> **TASK TO COMPLETE**
Two lines in the listing below mark the span: one contains "const FADE_SECONDS: f32 = 0.3;" and one contains "pub fn show(&mut". Reproduce both of them and everything between, exactly.
[Opening ENTRIES PROVIDED section]
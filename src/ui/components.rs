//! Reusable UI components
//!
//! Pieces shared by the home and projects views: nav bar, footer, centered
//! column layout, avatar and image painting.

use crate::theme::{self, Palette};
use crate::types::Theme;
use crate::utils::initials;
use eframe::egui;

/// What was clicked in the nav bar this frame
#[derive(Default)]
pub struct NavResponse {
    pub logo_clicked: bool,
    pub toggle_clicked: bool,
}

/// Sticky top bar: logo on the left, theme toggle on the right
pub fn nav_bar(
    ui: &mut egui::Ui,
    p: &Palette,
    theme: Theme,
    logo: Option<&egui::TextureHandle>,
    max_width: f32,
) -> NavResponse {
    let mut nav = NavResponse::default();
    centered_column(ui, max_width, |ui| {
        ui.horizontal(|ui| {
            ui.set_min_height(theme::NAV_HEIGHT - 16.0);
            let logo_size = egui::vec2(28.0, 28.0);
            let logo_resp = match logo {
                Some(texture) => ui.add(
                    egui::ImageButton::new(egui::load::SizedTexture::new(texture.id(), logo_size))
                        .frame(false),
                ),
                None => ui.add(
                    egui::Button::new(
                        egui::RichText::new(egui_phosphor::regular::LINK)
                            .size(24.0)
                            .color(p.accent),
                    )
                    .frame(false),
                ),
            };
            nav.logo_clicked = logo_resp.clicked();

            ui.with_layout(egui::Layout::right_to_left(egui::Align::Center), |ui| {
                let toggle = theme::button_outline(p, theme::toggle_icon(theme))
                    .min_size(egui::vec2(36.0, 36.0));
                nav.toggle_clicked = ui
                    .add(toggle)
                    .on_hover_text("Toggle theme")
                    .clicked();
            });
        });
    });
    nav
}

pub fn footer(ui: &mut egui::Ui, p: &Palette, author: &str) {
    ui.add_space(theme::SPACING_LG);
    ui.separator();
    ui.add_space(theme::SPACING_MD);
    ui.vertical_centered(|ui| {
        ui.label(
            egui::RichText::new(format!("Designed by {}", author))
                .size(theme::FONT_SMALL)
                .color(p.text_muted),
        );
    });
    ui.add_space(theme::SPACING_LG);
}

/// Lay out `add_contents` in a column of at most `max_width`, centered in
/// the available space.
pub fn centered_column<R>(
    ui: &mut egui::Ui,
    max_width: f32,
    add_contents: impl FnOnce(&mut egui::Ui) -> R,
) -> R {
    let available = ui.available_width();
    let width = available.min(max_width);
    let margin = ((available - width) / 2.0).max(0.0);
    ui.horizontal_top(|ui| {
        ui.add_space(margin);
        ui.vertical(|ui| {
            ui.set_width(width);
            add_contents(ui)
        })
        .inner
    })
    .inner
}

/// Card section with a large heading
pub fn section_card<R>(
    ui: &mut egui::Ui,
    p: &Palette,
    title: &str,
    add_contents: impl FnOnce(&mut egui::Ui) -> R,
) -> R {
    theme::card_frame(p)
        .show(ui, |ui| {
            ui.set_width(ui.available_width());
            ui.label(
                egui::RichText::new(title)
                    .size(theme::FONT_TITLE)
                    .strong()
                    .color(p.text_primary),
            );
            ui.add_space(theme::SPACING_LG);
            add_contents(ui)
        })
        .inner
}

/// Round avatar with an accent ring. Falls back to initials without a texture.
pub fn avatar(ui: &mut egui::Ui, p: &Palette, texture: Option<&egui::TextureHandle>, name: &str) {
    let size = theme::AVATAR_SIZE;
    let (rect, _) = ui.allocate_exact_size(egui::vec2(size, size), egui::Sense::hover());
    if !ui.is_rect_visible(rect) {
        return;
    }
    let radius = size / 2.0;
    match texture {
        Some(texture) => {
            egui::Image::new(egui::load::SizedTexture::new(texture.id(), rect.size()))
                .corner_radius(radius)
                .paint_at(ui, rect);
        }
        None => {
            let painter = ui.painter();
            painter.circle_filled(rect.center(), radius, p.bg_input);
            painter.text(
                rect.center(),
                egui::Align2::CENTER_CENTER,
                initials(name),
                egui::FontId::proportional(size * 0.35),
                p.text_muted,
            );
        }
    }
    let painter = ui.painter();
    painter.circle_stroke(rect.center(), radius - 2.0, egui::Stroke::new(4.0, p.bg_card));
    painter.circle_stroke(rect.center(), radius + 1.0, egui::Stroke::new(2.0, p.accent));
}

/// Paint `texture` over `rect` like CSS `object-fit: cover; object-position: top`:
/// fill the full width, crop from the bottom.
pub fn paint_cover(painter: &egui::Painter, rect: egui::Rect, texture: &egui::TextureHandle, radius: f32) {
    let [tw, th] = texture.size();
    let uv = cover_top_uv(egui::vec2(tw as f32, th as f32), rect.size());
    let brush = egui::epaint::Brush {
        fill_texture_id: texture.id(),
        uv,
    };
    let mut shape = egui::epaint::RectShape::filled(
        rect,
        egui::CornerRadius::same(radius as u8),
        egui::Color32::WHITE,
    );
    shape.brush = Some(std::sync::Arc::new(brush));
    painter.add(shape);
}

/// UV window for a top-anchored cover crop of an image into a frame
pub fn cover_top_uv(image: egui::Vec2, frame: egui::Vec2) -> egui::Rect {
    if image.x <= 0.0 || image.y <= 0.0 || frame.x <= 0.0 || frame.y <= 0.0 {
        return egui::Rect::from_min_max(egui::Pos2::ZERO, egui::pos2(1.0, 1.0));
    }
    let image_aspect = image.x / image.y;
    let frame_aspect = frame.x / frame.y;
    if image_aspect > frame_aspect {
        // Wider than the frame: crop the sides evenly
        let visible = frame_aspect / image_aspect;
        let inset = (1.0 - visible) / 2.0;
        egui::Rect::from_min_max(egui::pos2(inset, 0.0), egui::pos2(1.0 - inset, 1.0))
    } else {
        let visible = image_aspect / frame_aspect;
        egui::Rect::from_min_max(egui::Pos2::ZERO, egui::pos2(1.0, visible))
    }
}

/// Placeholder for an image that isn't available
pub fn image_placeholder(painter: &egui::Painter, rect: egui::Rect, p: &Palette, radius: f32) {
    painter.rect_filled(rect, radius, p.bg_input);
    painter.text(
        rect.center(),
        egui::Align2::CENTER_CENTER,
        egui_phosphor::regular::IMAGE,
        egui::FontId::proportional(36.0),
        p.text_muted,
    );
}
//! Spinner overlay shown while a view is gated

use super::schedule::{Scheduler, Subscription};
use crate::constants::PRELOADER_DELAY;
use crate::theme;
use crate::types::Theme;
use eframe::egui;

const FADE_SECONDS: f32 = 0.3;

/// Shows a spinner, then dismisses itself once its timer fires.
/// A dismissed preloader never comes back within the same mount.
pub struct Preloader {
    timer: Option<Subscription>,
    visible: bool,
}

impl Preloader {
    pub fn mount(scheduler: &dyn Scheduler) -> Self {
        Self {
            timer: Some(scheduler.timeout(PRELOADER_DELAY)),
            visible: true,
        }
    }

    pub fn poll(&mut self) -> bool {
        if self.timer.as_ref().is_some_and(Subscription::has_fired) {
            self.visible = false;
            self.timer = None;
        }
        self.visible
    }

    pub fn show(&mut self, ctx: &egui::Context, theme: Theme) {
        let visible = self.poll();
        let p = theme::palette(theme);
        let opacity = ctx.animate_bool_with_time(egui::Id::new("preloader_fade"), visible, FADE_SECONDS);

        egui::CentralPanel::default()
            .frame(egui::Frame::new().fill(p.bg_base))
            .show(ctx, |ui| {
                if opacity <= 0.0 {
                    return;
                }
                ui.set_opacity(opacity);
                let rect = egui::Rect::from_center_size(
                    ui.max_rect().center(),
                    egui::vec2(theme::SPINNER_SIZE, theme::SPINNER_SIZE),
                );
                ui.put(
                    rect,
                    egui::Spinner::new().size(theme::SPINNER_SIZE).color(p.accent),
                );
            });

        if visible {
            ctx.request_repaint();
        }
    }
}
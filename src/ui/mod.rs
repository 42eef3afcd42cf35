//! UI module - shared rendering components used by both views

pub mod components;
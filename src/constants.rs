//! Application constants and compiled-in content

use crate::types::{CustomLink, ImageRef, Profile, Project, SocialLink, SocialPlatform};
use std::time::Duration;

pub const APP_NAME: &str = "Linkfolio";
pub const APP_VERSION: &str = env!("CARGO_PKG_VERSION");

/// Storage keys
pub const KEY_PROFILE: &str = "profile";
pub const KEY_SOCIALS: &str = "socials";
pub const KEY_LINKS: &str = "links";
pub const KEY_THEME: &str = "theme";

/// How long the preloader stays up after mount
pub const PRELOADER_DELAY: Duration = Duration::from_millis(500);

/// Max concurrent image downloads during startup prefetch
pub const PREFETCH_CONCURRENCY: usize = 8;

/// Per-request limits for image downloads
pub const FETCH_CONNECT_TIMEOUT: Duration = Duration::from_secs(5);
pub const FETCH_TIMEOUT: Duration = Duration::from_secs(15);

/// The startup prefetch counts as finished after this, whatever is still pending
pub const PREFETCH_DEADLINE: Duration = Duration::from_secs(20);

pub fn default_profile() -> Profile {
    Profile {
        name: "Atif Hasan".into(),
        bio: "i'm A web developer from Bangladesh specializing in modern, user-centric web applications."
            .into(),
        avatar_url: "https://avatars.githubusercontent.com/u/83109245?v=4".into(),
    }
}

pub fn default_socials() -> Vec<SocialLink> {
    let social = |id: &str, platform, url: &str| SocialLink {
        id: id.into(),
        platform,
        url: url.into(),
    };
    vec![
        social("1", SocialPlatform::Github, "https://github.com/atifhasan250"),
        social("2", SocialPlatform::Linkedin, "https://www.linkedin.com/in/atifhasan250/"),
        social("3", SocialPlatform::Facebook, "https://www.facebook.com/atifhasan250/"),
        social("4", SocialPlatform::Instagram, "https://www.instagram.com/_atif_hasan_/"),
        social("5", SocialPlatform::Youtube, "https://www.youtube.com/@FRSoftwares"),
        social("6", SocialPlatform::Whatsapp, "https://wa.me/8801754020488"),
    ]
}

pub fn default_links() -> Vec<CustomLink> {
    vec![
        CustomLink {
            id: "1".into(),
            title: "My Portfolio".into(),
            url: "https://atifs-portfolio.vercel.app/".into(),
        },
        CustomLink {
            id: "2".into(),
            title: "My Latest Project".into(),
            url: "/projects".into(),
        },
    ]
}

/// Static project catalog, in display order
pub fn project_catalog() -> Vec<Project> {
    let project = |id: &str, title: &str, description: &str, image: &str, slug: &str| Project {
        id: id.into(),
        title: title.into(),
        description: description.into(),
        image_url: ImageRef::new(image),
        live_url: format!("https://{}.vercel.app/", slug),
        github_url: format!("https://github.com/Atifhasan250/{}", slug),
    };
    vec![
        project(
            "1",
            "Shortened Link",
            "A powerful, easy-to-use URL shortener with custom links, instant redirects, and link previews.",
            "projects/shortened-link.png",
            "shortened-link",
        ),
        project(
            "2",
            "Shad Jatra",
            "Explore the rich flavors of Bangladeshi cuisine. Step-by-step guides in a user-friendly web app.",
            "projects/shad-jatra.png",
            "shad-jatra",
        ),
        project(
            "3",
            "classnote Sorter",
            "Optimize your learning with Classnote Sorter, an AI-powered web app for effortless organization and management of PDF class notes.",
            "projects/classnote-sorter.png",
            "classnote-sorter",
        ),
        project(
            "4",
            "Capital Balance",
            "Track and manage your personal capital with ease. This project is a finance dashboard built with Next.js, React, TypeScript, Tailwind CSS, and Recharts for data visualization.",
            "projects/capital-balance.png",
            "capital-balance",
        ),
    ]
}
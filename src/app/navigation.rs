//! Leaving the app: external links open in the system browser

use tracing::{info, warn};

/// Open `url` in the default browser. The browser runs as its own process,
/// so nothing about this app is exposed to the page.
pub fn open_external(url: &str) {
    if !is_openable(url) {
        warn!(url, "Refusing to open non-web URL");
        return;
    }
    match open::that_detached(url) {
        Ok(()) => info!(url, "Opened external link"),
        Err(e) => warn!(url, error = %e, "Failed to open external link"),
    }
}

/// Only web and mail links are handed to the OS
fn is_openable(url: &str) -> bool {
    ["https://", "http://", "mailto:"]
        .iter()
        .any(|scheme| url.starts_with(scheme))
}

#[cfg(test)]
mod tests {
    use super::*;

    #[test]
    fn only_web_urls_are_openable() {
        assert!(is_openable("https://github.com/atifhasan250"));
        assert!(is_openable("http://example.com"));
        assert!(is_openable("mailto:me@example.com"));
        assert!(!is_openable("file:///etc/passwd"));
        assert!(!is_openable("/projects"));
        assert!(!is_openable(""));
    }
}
[Closing ENTRIES PROVIDED section]
[Opening ENTRIES PROVIDED section]
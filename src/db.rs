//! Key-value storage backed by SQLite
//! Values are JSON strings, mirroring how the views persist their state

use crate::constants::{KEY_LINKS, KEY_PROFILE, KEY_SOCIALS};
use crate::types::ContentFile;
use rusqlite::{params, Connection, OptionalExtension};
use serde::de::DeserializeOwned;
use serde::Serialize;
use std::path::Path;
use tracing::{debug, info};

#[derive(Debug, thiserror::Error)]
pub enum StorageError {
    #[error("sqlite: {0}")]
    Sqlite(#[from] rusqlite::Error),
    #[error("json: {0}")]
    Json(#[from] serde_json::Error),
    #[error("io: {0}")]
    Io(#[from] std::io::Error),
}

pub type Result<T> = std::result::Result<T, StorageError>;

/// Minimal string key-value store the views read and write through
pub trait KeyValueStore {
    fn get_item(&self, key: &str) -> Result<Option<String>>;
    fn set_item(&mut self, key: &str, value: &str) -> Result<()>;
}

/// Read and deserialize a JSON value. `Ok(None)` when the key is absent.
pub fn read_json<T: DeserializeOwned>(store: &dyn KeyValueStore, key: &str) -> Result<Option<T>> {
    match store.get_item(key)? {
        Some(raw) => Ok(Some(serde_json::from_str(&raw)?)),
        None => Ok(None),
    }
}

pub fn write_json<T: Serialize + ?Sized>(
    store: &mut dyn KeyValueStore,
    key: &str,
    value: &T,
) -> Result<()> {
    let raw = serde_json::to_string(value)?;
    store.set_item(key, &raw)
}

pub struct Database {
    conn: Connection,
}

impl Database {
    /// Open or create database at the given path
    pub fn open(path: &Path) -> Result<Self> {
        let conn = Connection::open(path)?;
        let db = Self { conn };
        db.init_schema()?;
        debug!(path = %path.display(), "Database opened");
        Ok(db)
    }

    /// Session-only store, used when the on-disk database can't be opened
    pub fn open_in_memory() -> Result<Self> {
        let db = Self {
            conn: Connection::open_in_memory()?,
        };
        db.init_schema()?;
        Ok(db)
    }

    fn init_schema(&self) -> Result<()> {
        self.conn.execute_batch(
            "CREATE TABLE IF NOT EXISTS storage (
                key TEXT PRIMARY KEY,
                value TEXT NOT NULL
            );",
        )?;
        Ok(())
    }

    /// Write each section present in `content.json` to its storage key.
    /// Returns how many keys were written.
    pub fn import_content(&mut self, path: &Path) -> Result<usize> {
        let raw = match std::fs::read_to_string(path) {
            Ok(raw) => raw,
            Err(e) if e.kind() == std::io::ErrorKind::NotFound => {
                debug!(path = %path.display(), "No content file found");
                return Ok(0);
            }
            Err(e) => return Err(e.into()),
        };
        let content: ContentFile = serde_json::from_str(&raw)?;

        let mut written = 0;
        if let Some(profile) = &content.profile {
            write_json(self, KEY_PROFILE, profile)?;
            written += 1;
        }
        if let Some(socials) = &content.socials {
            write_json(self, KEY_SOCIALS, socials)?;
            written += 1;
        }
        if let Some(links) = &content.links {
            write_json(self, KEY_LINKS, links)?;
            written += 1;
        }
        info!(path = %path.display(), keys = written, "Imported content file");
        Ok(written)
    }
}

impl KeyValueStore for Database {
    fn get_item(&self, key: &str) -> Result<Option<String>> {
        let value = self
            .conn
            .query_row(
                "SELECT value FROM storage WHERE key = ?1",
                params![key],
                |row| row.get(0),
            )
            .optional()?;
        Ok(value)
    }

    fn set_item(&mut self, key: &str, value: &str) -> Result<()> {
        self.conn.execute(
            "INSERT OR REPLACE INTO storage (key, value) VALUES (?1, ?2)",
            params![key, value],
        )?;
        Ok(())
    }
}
[Closing ENTRIES PROVIDED section]
> **ANSWER TO THIS EXERCISE**
const FADE_SECONDS: f32 = 0.3;

/// Shows a spinner, then dismisses itself once its timer fires.
/// A dismissed preloader never comes back within the same mount.
pub struct Preloader {
    timer: Option<Subscription>,
    visible: bool,
}

impl Preloader {
    pub fn mount(scheduler: &dyn Scheduler) -> Self {
        Self {
            timer: Some(scheduler.timeout(PRELOADER_DELAY)),
            visible: true,
        }
    }

    pub fn poll(&mut self) -> bool {
        if self.timer.as_ref().is_some_and(Subscription::has_fired) {
            self.visible = false;
            self.timer = None;
        }
        self.visible
    }

    pub fn show(&mut self, ctx: &egui::Context, theme: Theme) {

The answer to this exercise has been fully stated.